Action item >> The records appear below. Copy each one exactly.

Information >>
========================================================================
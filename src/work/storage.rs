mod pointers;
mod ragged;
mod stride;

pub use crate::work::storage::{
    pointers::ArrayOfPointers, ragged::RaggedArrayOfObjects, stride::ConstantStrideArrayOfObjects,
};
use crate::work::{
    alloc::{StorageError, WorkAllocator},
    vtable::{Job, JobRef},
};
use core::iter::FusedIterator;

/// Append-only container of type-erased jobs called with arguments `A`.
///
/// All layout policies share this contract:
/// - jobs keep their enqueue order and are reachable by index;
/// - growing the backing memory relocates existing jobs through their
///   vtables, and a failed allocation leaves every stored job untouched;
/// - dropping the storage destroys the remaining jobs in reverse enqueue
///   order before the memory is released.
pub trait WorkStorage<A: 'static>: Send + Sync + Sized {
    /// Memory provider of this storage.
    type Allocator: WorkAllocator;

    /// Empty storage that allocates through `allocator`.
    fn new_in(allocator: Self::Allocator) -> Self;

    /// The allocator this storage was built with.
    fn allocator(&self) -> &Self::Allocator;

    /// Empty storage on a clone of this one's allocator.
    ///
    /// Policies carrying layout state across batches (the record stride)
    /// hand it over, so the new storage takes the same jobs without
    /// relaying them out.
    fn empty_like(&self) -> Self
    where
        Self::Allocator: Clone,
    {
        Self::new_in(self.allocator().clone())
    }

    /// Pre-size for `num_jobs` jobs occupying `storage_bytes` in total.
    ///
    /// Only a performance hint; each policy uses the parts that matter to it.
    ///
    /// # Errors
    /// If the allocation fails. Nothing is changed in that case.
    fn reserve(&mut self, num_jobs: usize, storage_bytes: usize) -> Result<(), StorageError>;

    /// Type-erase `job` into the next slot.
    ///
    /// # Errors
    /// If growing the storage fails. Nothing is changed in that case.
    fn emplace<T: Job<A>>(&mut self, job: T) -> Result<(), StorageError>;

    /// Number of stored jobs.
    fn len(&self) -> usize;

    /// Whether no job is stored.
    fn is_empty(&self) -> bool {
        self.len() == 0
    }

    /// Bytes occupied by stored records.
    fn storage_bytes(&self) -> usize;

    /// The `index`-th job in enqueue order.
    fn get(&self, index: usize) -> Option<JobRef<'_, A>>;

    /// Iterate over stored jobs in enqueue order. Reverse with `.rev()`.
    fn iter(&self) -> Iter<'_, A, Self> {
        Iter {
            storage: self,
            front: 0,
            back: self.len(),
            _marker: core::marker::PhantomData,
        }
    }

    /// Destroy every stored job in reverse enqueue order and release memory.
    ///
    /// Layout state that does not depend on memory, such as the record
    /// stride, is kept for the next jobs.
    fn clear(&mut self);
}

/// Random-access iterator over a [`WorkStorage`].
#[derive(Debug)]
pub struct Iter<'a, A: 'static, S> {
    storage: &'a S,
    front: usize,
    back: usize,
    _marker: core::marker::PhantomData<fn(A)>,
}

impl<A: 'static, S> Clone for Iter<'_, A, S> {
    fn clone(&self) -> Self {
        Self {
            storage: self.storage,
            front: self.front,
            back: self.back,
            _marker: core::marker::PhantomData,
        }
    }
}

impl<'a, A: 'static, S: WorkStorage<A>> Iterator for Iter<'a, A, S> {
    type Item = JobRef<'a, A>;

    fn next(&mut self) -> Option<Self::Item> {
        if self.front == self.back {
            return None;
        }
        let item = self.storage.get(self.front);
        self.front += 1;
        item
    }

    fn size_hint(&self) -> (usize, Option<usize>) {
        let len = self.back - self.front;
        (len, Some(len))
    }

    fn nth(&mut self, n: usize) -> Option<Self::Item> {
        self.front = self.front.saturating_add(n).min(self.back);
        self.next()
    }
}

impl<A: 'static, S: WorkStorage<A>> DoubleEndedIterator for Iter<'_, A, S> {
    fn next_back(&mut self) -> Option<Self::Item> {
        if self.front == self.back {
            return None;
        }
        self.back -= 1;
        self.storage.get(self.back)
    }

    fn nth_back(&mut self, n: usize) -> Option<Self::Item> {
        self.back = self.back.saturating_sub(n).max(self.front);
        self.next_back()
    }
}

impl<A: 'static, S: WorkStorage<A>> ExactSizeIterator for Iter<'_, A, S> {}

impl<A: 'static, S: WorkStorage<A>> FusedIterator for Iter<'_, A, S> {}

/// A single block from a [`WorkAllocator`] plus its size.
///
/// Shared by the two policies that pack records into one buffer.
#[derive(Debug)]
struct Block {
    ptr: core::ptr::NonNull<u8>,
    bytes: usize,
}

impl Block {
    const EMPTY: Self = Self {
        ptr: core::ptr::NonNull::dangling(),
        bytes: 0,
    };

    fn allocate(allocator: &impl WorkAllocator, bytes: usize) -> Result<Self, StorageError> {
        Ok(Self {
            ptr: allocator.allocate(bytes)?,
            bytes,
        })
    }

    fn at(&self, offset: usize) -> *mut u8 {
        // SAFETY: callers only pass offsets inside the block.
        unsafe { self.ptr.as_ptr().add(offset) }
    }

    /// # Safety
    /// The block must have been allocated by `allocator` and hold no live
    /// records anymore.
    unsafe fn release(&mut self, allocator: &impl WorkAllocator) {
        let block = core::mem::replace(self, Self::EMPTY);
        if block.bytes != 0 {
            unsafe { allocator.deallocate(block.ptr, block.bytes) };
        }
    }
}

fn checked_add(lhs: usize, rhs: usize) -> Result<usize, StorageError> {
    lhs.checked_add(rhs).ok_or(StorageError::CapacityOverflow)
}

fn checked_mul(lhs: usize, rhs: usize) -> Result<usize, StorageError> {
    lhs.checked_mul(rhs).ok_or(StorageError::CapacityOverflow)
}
========================================================================
Worked solution >>
filename src/work/storage.rs
mod pointers;
mod ragged;
mod stride;

pub use crate::work::storage::{
    pointers::ArrayOfPointers, ragged::RaggedArrayOfObjects, stride::ConstantStrideArrayOfObjects,
};
use crate::work::{
    alloc::{StorageError, WorkAllocator},
    vtable::{Job, JobRef},
};
use core::iter::FusedIterator;

/// Append-only container of type-erased jobs called with arguments `A`.
///
/// All layout policies share this contract:
/// - jobs keep their enqueue order and are reachable by index;
/// - growing the backing memory relocates existing jobs through their
///   vtables, and a failed allocation leaves every stored job untouched;
/// - dropping the storage destroys the remaining jobs in reverse enqueue
///   order before the memory is released.
pub trait WorkStorage<A: 'static>: Send + Sync + Sized {
    /// Memory provider of this storage.
    type Allocator: WorkAllocator;

    /// Empty storage that allocates through `allocator`.
    fn new_in(allocator: Self::Allocator) -> Self;

    /// The allocator this storage was built with.
    fn allocator(&self) -> &Self::Allocator;

    /// Empty storage on a clone of this one's allocator.
    ///
    /// Policies carrying layout state across batches (the record stride)
    /// hand it over, so the new storage takes the same jobs without
    /// relaying them out.
    fn empty_like(&self) -> Self
    where
        Self::Allocator: Clone,
    {
        Self::new_in(self.allocator().clone())
    }

    /// Pre-size for `num_jobs` jobs occupying `storage_bytes` in total.
    ///
    /// Only a performance hint; each policy uses the parts that matter to it.
    ///
    /// # Errors
    /// If the allocation fails. Nothing is changed in that case.
    fn reserve(&mut self, num_jobs: usize, storage_bytes: usize) -> Result<(), StorageError>;

    /// Type-erase `job` into the next slot.
    ///
    /// # Errors
    /// If growing the storage fails. Nothing is changed in that case.
    fn emplace<T: Job<A>>(&mut self, job: T) -> Result<(), StorageError>;

    /// Number of stored jobs.
    fn len(&self) -> usize;

    /// Whether no job is stored.
    fn is_empty(&self) -> bool {
        self.len() == 0
    }

    /// Bytes occupied by stored records.
    fn storage_bytes(&self) -> usize;

    /// The `index`-th job in enqueue order.
    fn get(&self, index: usize) -> Option<JobRef<'_, A>>;

    /// Iterate over stored jobs in enqueue order. Reverse with `.rev()`.
    fn iter(&self) -> Iter<'_, A, Self> {
        Iter {
            storage: self,
            front: 0,
            back: self.len(),
            _marker: core::marker::PhantomData,
        }
    }

    /// Destroy every stored job in reverse enqueue order and release memory.
    ///
    /// Layout state that does not depend on memory, such as the record
    /// stride, is kept for the next jobs.
    fn clear(&mut self);
}

/// Random-access iterator over a [`WorkStorage`].
#[derive(Debug)]
pub struct Iter<'a, A: 'static, S> {
    storage: &'a S,
    front: usize,
    back: usize,
    _marker: core::marker::PhantomData<fn(A)>,
}

impl<A: 'static, S> Clone for Iter<'_, A, S> {
    fn clone(&self) -> Self {
        Self {
            storage: self.storage,
            front: self.front,
            back: self.back,
            _marker: core::marker::PhantomData,
        }
    }
}

impl<'a, A: 'static, S: WorkStorage<A>> Iterator for Iter<'a, A, S> {
    type Item = JobRef<'a, A>;

    fn next(&mut self) -> Option<Self::Item> {
        if self.front == self.back {
            return None;
        }
        let item = self.storage.get(self.front);
        self.front += 1;
        item
    }

    fn size_hint(&self) -> (usize, Option<usize>) {
        let len = self.back - self.front;
        (len, Some(len))
    }

    fn nth(&mut self, n: usize) -> Option<Self::Item> {
        self.front = self.front.saturating_add(n).min(self.back);
        self.next()
    }
}

impl<A: 'static, S: WorkStorage<A>> DoubleEndedIterator for Iter<'_, A, S> {
    fn next_back(&mut self) -> Option<Self::Item> {
        if self.front == self.back {
            return None;
        }
        self.back -= 1;
        self.storage.get(self.back)
    }

    fn nth_back(&mut self, n: usize) -> Option<Self::Item> {
        self.back = self.back.saturating_sub(n).max(self.front);
        self.next_back()
    }
}

impl<A: 'static, S: WorkStorage<A>> ExactSizeIterator for Iter<'_, A, S> {}

impl<A: 'static, S: WorkStorage<A>> FusedIterator for Iter<'_, A, S> {}

/// A single block from a [`WorkAllocator`] plus its size.
///
/// Shared by the two policies that pack records into one buffer.
#[derive(Debug)]
struct Block {
    ptr: core::ptr::NonNull<u8>,
    bytes: usize,
}

impl Block {
    const EMPTY: Self = Self {
        ptr: core::ptr::NonNull::dangling(),
        bytes: 0,
    };

    fn allocate(allocator: &impl WorkAllocator, bytes: usize) -> Result<Self, StorageError> {
        Ok(Self {
            ptr: allocator.allocate(bytes)?,
            bytes,
        })
    }

    fn at(&self, offset: usize) -> *mut u8 {
        // SAFETY: callers only pass offsets inside the block.
        unsafe { self.ptr.as_ptr().add(offset) }
    }

    /// # Safety
    /// The block must have been allocated by `allocator` and hold no live
    /// records anymore.
    unsafe fn release(&mut self, allocator: &impl WorkAllocator) {
        let block = core::mem::replace(self, Self::EMPTY);
        if block.bytes != 0 {
            unsafe { allocator.deallocate(block.ptr, block.bytes) };
        }
    }
}

fn checked_add(lhs: usize, rhs: usize) -> Result<usize, StorageError> {
    lhs.checked_add(rhs).ok_or(StorageError::CapacityOverflow)
}

fn checked_mul(lhs: usize, rhs: usize) -> Result<usize, StorageError> {
    lhs.checked_mul(rhs).ok_or(StorageError::CapacityOverflow)
}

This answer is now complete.